Description of the task
Retype the entries exactly, keeping every line intact.

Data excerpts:
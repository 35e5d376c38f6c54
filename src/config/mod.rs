//! Configuration module for Card-Localizer
//!
//! This module handles loading, parsing, and validating TOML configuration files.
//! Every section is optional; missing values fall back to defaults.
//!
//! # Example
//!
//! ```no_run
//! use card_localizer::config::load_config;
//! use std::path::Path;
//!
//! let config = load_config(Path::new("localizer.toml")).unwrap();
//! println!("Download workers: {}", config.localizer.max_workers);
//! ```

mod parser;
mod types;
mod validation;

// Re-export types
pub use types::{
    Config, LocalizerConfig, NetworkConfig, DEFAULT_FORCE_PROXY, DEFAULT_MAX_WORKERS,
    DEFAULT_OUTPUT_DIR_NAME, DEFAULT_SERVED_PREFIX,
};

// Re-export parser and validation functions
pub use parser::{load_config, load_config_or_default, parse_config};
pub use validation::validate;
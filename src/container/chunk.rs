use crate::container::{PNG_SIGNATURE, TERMINAL_CHUNK_TYPE};
use crate::{ContainerError, ContainerResult};
use crc32fast::Hasher as Crc32;

/// Bytes taken by the length, type and CRC fields of a chunk
const CHUNK_OVERHEAD: usize = 12;

/// A chunk borrowed from the original container bytes
#[derive(Debug, Clone, Copy, PartialEq, Eq)]
pub struct RawChunk<'a> {
    /// Four-byte chunk type tag
    pub chunk_type: [u8; 4],

    /// Chunk payload
    pub data: &'a [u8],

    /// The complete encoded chunk (length, type, data, CRC)
    pub raw: &'a [u8],

    /// Byte offset of the chunk in the container
    pub offset: usize,
}

impl<'a> RawChunk<'a> {
    /// Returns the chunk type as text, for diagnostics
    pub fn type_name(&self) -> String {
        String::from_utf8_lossy(&self.chunk_type).into_owned()
    }

    /// Returns true if this is the terminal `IEND` chunk
    pub fn is_terminal(&self) -> bool {
        self.chunk_type == TERMINAL_CHUNK_TYPE
    }

    /// Splits a text chunk payload into its keyword and text
    ///
    /// Returns None when the payload has no NUL separator.
    pub fn keyword_and_text(&self) -> Option<(&'a [u8], &'a [u8])> {
        let nul = self.data.iter().position(|b| *b == 0)?;
        Some((&self.data[..nul], &self.data[nul + 1..]))
    }
}

/// Iterates over the chunks of a PNG container, verifying each CRC
///
/// Iteration ends after the terminal chunk has been yielded, or cleanly when
/// the input ends on a chunk boundary. Any error ends iteration.
#[derive(Debug)]
pub struct ChunkReader<'a> {
    bytes: &'a [u8],
    pos: usize,
    saw_terminal: bool,
    failed: bool,
}

impl<'a> ChunkReader<'a> {
    /// Creates a reader after checking the PNG signature
    ///
    /// # Returns
    ///
    /// * `Ok(ChunkReader)` - Signature verified, positioned at the first chunk
    /// * `Err(ContainerError::BadSignature)` - Input is not a PNG
    pub fn new(bytes: &'a [u8]) -> ContainerResult<Self> {
        if bytes.len() < PNG_SIGNATURE.len() || bytes[..PNG_SIGNATURE.len()] != PNG_SIGNATURE {
            return Err(ContainerError::BadSignature);
        }

        Ok(Self {
            bytes,
            pos: PNG_SIGNATURE.len(),
            saw_terminal: false,
            failed: false,
        })
    }

    /// Returns true once the terminal chunk has been read
    pub fn saw_terminal(&self) -> bool {
        self.saw_terminal
    }

    fn read_chunk(&mut self) -> ContainerResult<RawChunk<'a>> {
        let offset = self.pos;
        let remaining = &self.bytes[offset..];

        if remaining.len() < CHUNK_OVERHEAD {
            return Err(ContainerError::TruncatedChunk { offset });
        }

        let length = u32::from_be_bytes([remaining[0], remaining[1], remaining[2], remaining[3]]);
        let total = usize::try_from(length)
            .ok()
            .and_then(|len| len.checked_add(CHUNK_OVERHEAD))
            .ok_or(ContainerError::TruncatedChunk { offset })?;

        if remaining.len() < total {
            return Err(ContainerError::TruncatedChunk { offset });
        }

        let raw = &remaining[..total];
        let chunk_type = [raw[4], raw[5], raw[6], raw[7]];
        let data = &raw[8..total - 4];
        let stored = u32::from_be_bytes([
            raw[total - 4],
            raw[total - 3],
            raw[total - 2],
            raw[total - 1],
        ]);

        let computed = crc32(&chunk_type, data);
        if stored != computed {
            return Err(ContainerError::ChecksumMismatch {
                chunk_type: String::from_utf8_lossy(&chunk_type).into_owned(),
                stored,
                computed,
            });
        }

        self.pos += total;

        Ok(RawChunk {
            chunk_type,
            data,
            raw,
            offset,
        })
    }
}

impl<'a> Iterator for ChunkReader<'a> {
    type Item = ContainerResult<RawChunk<'a>>;

    fn next(&mut self) -> Option<Self::Item> {
        if self.saw_terminal || self.failed || self.pos >= self.bytes.len() {
            return None;
        }

        match self.read_chunk() {
            Ok(chunk) => {
                self.saw_terminal = chunk.is_terminal();
                Some(Ok(chunk))
            }
            Err(e) => {
                self.failed = true;
                Some(Err(e))
            }
        }
    }
}

/// Computes the CRC-32/IEEE of a chunk's type and data
pub fn crc32(chunk_type: &[u8; 4], data: &[u8]) -> u32 {
    let mut hasher = Crc32::new();
    hasher.update(chunk_type);
    hasher.update(data);
    hasher.finalize()
}

/// Appends a freshly encoded chunk to `out`
///
/// The length field and CRC are computed from `data`. Callers keep `data`
/// below `u32::MAX` bytes; `encode` rejects larger payloads before writing.
pub fn write_chunk(out: &mut Vec<u8>, chunk_type: &[u8; 4], data: &[u8]) {
    let length = data.len() as u32;
    out.reserve(data.len() + CHUNK_OVERHEAD);
    out.extend_from_slice(&length.to_be_bytes());
    out.extend_from_slice(chunk_type);
    out.extend_from_slice(data);
    out.extend_from_slice(&crc32(chunk_type, data).to_be_bytes());
}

Solution to the problem
repository 35e5d376c38f6c54
filename src/config/mod.rs
//! Configuration module for Card-Localizer
//!
//! This module handles loading, parsing, and validating TOML configuration files.
//! Every section is optional; missing values fall back to defaults.
//!
//! # Example
//!
//! ```no_run
//! use card_localizer::config::load_config;
//! use std::path::Path;
//!
//! let config = load_config(Path::new("localizer.toml")).unwrap();
//! println!("Download workers: {}", config.localizer.max_workers);
//! ```

mod parser;
mod types;
mod validation;

// Re-export types
pub use types::{
    Config, LocalizerConfig, NetworkConfig, DEFAULT_FORCE_PROXY, DEFAULT_MAX_WORKERS,
    DEFAULT_OUTPUT_DIR_NAME, DEFAULT_SERVED_PREFIX,
};

// Re-export parser and validation functions
pub use parser::{load_config, load_config_or_default, parse_config};
pub use validation::validate;
filename src/container/chunk.rs
use crate::container::{PNG_SIGNATURE, TERMINAL_CHUNK_TYPE};
use crate::{ContainerError, ContainerResult};
use crc32fast::Hasher as Crc32;

/// Bytes taken by the length, type and CRC fields of a chunk
const CHUNK_OVERHEAD: usize = 12;

/// A chunk borrowed from the original container bytes
#[derive(Debug, Clone, Copy, PartialEq, Eq)]
pub struct RawChunk<'a> {
    /// Four-byte chunk type tag
    pub chunk_type: [u8; 4],

    /// Chunk payload
    pub data: &'a [u8],

    /// The complete encoded chunk (length, type, data, CRC)
    pub raw: &'a [u8],

    /// Byte offset of the chunk in the container
    pub offset: usize,
}

impl<'a> RawChunk<'a> {
    /// Returns the chunk type as text, for diagnostics
    pub fn type_name(&self) -> String {
        String::from_utf8_lossy(&self.chunk_type).into_owned()
    }

    /// Returns true if this is the terminal `IEND` chunk
    pub fn is_terminal(&self) -> bool {
        self.chunk_type == TERMINAL_CHUNK_TYPE
    }

    /// Splits a text chunk payload into its keyword and text
    ///
    /// Returns None when the payload has no NUL separator.
    pub fn keyword_and_text(&self) -> Option<(&'a [u8], &'a [u8])> {
        let nul = self.data.iter().position(|b| *b == 0)?;
        Some((&self.data[..nul], &self.data[nul + 1..]))
    }
}

/// Iterates over the chunks of a PNG container, verifying each CRC
///
/// Iteration ends after the terminal chunk has been yielded, or cleanly when
/// the input ends on a chunk boundary. Any error ends iteration.
#[derive(Debug)]
pub struct ChunkReader<'a> {
    bytes: &'a [u8],
    pos: usize,
    saw_terminal: bool,
    failed: bool,
}

impl<'a> ChunkReader<'a> {
    /// Creates a reader after checking the PNG signature
    ///
    /// # Returns
    ///
    /// * `Ok(ChunkReader)` - Signature verified, positioned at the first chunk
    /// * `Err(ContainerError::BadSignature)` - Input is not a PNG
    pub fn new(bytes: &'a [u8]) -> ContainerResult<Self> {
        if bytes.len() < PNG_SIGNATURE.len() || bytes[..PNG_SIGNATURE.len()] != PNG_SIGNATURE {
            return Err(ContainerError::BadSignature);
        }

        Ok(Self {
            bytes,
            pos: PNG_SIGNATURE.len(),
            saw_terminal: false,
            failed: false,
        })
    }

    /// Returns true once the terminal chunk has been read
    pub fn saw_terminal(&self) -> bool {
        self.saw_terminal
    }

    fn read_chunk(&mut self) -> ContainerResult<RawChunk<'a>> {
        let offset = self.pos;
        let remaining = &self.bytes[offset..];

        if remaining.len() < CHUNK_OVERHEAD {
            return Err(ContainerError::TruncatedChunk { offset });
        }

        let length = u32::from_be_bytes([remaining[0], remaining[1], remaining[2], remaining[3]]);
        let total = usize::try_from(length)
            .ok()
            .and_then(|len| len.checked_add(CHUNK_OVERHEAD))
            .ok_or(ContainerError::TruncatedChunk { offset })?;

        if remaining.len() < total {
            return Err(ContainerError::TruncatedChunk { offset });
        }

        let raw = &remaining[..total];
        let chunk_type = [raw[4], raw[5], raw[6], raw[7]];
        let data = &raw[8..total - 4];
        let stored = u32::from_be_bytes([
            raw[total - 4],
            raw[total - 3],
            raw[total - 2],
            raw[total - 1],
        ]);

        let computed = crc32(&chunk_type, data);
        if stored != computed {
            return Err(ContainerError::ChecksumMismatch {
                chunk_type: String::from_utf8_lossy(&chunk_type).into_owned(),
                stored,
                computed,
            });
        }

        self.pos += total;

        Ok(RawChunk {
            chunk_type,
            data,
            raw,
            offset,
        })
    }
}

impl<'a> Iterator for ChunkReader<'a> {
    type Item = ContainerResult<RawChunk<'a>>;

    fn next(&mut self) -> Option<Self::Item> {
        if self.saw_terminal || self.failed || self.pos >= self.bytes.len() {
            return None;
        }

        match self.read_chunk() {
            Ok(chunk) => {
                self.saw_terminal = chunk.is_terminal();
                Some(Ok(chunk))
            }
            Err(e) => {
                self.failed = true;
                Some(Err(e))
            }
        }
    }
}

/// Computes the CRC-32/IEEE of a chunk's type and data
pub fn crc32(chunk_type: &[u8; 4], data: &[u8]) -> u32 {
    let mut hasher = Crc32::new();
    hasher.update(chunk_type);
    hasher.update(data);
    hasher.finalize()
}

/// Appends a freshly encoded chunk to `out`
///
/// The length field and CRC are computed from `data`. Callers keep `data`
/// below `u32::MAX` bytes; `encode` rejects larger payloads before writing.
pub fn write_chunk(out: &mut Vec<u8>, chunk_type: &[u8; 4], data: &[u8]) {
    let length = data.len() as u32;
    out.reserve(data.len() + CHUNK_OVERHEAD);
    out.extend_from_slice(&length.to_be_bytes());
    out.extend_from_slice(chunk_type);
    out.extend_from_slice(data);
    out.extend_from_slice(&crc32(chunk_type, data).to_be_bytes());
}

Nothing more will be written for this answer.